| Input |
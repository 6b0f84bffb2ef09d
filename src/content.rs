//! Fixed reference content shown by the infographic.
//!
//! Every table here is a `static` slice: built once, never mutated, and
//! indexed by the view state in `app.rs`.

use serde::Serialize;

/// Icon shown next to a lifecycle step
#[derive(Debug, Clone, Copy, PartialEq, Eq, Serialize)]
#[serde(rename_all = "lowercase")]
pub enum Glyph {
    Circle,
    Code,
    Monitor,
    Bug,
    Rocket,
    Document,
}

impl Glyph {
    /// Symbol for this glyph. Nerd Font code points when `nerd_font` is set,
    /// otherwise plain Unicode that renders in any terminal font.
    pub fn symbol(self, nerd_font: bool) -> &'static str {
        if nerd_font {
            match self {
                Glyph::Circle => "\u{f10c}",
                Glyph::Code => "\u{f121}",
                Glyph::Monitor => "\u{f0379}",
                Glyph::Bug => "\u{f188}",
                Glyph::Rocket => "\u{f135}",
                Glyph::Document => "\u{f15c}",
            }
        } else {
            match self {
                Glyph::Circle => "○",
                Glyph::Code => "⌘",
                Glyph::Monitor => "▣",
                Glyph::Bug => "※",
                Glyph::Rocket => "↑",
                Glyph::Document => "≡",
            }
        }
    }
}

#[derive(Debug, Serialize)]
pub struct Step {
    pub index: usize,
    pub title: &'static str,
    /// Hex color, `#RRGGBB`
    pub color: &'static str,
    pub glyph: Glyph,
    pub details: &'static [&'static str],
}

#[derive(Debug, Serialize)]
pub struct Language {
    pub name: &'static str,
    pub uses: &'static [&'static str],
    pub frameworks: &'static [&'static str],
    pub strengths: &'static [&'static str],
}

#[derive(Debug, Serialize)]
pub struct LanguageCategory {
    pub name: &'static str,
    pub languages: &'static [Language],
}

#[derive(Debug, Serialize)]
pub struct GlossaryEntry {
    pub term: &'static str,
    pub definition: &'static str,
}

/// One side of the No-Code / Low-Code comparison
#[derive(Debug, Serialize)]
pub struct ComparisonPanel {
    pub title: &'static str,
    /// Hex color of the bullet markers
    pub color: &'static str,
    pub points: &'static [&'static str],
}

pub const TITLE: &str = "Programming in Practice: From Concept to Code";

pub static STEPS: &[Step] = &[
    Step {
        index: 0,
        title: "1. Problem Analysis",
        color: "#3498db",
        glyph: Glyph::Circle,
        details: &["Define requirements", "Break down tasks", "Identify I/O", "Research similar solutions"],
    },
    Step {
        index: 1,
        title: "2. Planning & Design",
        color: "#e74c3c",
        glyph: Glyph::Code,
        details: &["Create flowcharts", "Choose structures", "Plan architecture", "Design patterns"],
    },
    Step {
        index: 2,
        title: "3. Development",
        color: "#2ecc71",
        glyph: Glyph::Monitor,
        details: &["Write code", "Follow standards", "Document", "Code review"],
    },
    Step {
        index: 3,
        title: "4. Testing & Debugging",
        color: "#f1c40f",
        glyph: Glyph::Bug,
        details: &["Unit testing", "Integration", "Debug", "Performance testing"],
    },
    Step {
        index: 4,
        title: "5. Deployment & Maintenance",
        color: "#9b59b6",
        glyph: Glyph::Rocket,
        details: &["Release", "Monitor", "Update", "Scale"],
    },
    Step {
        index: 5,
        title: "6. Documentation",
        color: "#1abc9c",
        glyph: Glyph::Document,
        details: &["API documentation", "User guides", "Code comments", "Technical specs"],
    },
];

pub static LANGUAGE_CATEGORIES: &[LanguageCategory] = &[
    LanguageCategory {
        name: "Web Development",
        languages: &[
            Language {
                name: "JavaScript",
                uses: &["Frontend interactivity", "Node.js backend", "Full-stack apps"],
                frameworks: &["React", "Vue", "Angular"],
                strengths: &["Huge ecosystem", "Real-time features", "Browser native"],
            },
            Language {
                name: "Python",
                uses: &["Backend APIs", "Data processing", "AI integration"],
                frameworks: &["Django", "Flask", "FastAPI"],
                strengths: &["Readable syntax", "Rich libraries", "Versatile"],
            },
            Language {
                name: "PHP",
                uses: &["Server-side rendering", "CMS development", "Web apps"],
                frameworks: &["Laravel", "Symfony", "WordPress"],
                strengths: &["Easy hosting", "Built for web", "Large community"],
            },
        ],
    },
    LanguageCategory {
        name: "Mobile Development",
        languages: &[
            Language {
                name: "Swift",
                uses: &["iOS apps", "macOS apps", "Apple ecosystem"],
                frameworks: &["UIKit", "SwiftUI", "Core Data"],
                strengths: &["Native performance", "Strong typing", "Modern syntax"],
            },
            Language {
                name: "Kotlin",
                uses: &["Android apps", "Cross-platform", "Server-side"],
                frameworks: &["Android SDK", "Jetpack Compose", "Ktor"],
                strengths: &["Java interop", "Null safety", "Concise"],
            },
        ],
    },
    LanguageCategory {
        name: "Desktop Development",
        languages: &[
            Language {
                name: "C++",
                uses: &["Game development", "System software", "Performance-critical apps"],
                frameworks: &["Qt", "wxWidgets", "JUCE"],
                strengths: &["High performance", "Hardware access", "Memory control"],
            },
            Language {
                name: "Java",
                uses: &["Enterprise software", "Cross-platform apps", "Android"],
                frameworks: &["JavaFX", "Spring", "Hibernate"],
                strengths: &["Platform independent", "Enterprise ready", "Strong typing"],
            },
            Language {
                name: "C#",
                uses: &["Windows apps", ".NET applications", "Game development"],
                frameworks: &["WPF", ".NET MAUI", "Unity"],
                strengths: &["Microsoft ecosystem", "Modern features", "Type safety"],
            },
        ],
    },
];

pub static GLOSSARY: &[GlossaryEntry] = &[
    GlossaryEntry { term: "Algorithm", definition: "Step-by-step problem-solving procedure" },
    GlossaryEntry { term: "API", definition: "Application Programming Interface" },
    GlossaryEntry { term: "CI/CD", definition: "Continuous Integration/Deployment" },
    GlossaryEntry { term: "Framework", definition: "Reusable software environment" },
    GlossaryEntry { term: "Git", definition: "Version control system" },
    GlossaryEntry { term: "IDE", definition: "Integrated Development Environment" },
    GlossaryEntry { term: "OOP", definition: "Object-Oriented Programming" },
    GlossaryEntry { term: "REST", definition: "Representational State Transfer" },
];

pub static COMPARISON: &[ComparisonPanel] = &[
    ComparisonPanel {
        title: "No-Code",
        color: "#60a5fa",
        points: &["Visual platforms", "Drag-and-drop", "Quick prototypes"],
    },
    ComparisonPanel {
        title: "Low-Code",
        color: "#f87171",
        points: &["Minimal coding", "Pre-built components", "Complex logic"],
    },
];

/// Everything above as one serializable document (for `--dump`)
#[derive(Debug, Serialize)]
pub struct Document {
    pub title: &'static str,
    pub steps: &'static [Step],
    pub languages: &'static [LanguageCategory],
    pub comparison: &'static [ComparisonPanel],
    pub glossary: &'static [GlossaryEntry],
}

pub fn document() -> Document {
    Document {
        title: TITLE,
        steps: STEPS,
        languages: LANGUAGE_CATEGORIES,
        comparison: COMPARISON,
        glossary: GLOSSARY,
    }
}

#[cfg(test)]
mod tests {
    use super::*;

    #[test]
    fn test_steps_are_ordered() {
        assert_eq!(STEPS.len(), 6);
        for (i, step) in STEPS.iter().enumerate() {
            assert_eq!(step.index, i);
            assert!(step.title.starts_with(&format!("{}. ", i + 1)));
            assert_eq!(step.details.len(), 4);
        }
        assert_eq!(STEPS[5].glyph, Glyph::Document);
    }

    #[test]
    fn test_glossary_order() {
        let terms: Vec<&str> = GLOSSARY.iter().map(|g| g.term).collect();
        assert_eq!(
            terms,
            ["Algorithm", "API", "CI/CD", "Framework", "Git", "IDE", "OOP", "REST"]
        );
        assert_eq!(GLOSSARY[3].definition, "Reusable software environment");
    }

    #[test]
    fn test_language_categories() {
        let names: Vec<&str> = LANGUAGE_CATEGORIES.iter().map(|c| c.name).collect();
        assert_eq!(names, ["Web Development", "Mobile Development", "Desktop Development"]);
        let counts: Vec<usize> = LANGUAGE_CATEGORIES.iter().map(|c| c.languages.len()).collect();
        assert_eq!(counts, [3, 2, 3]);
        assert_eq!(LANGUAGE_CATEGORIES[2].languages[2].name, "C#");
    }

    #[test]
    fn test_document_json() {
        let json = serde_json::to_value(document()).unwrap();
        assert_eq!(json["steps"][1]["glyph"], "code");
        assert_eq!(json["glossary"][7]["term"], "REST");
        assert_eq!(json["languages"][1]["languages"][0]["name"], "Swift");
    }
}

| Aim of the exercise |
Across the records, count the lines holding the string "ecosystem". Give the number and stop.

| Answer section |
3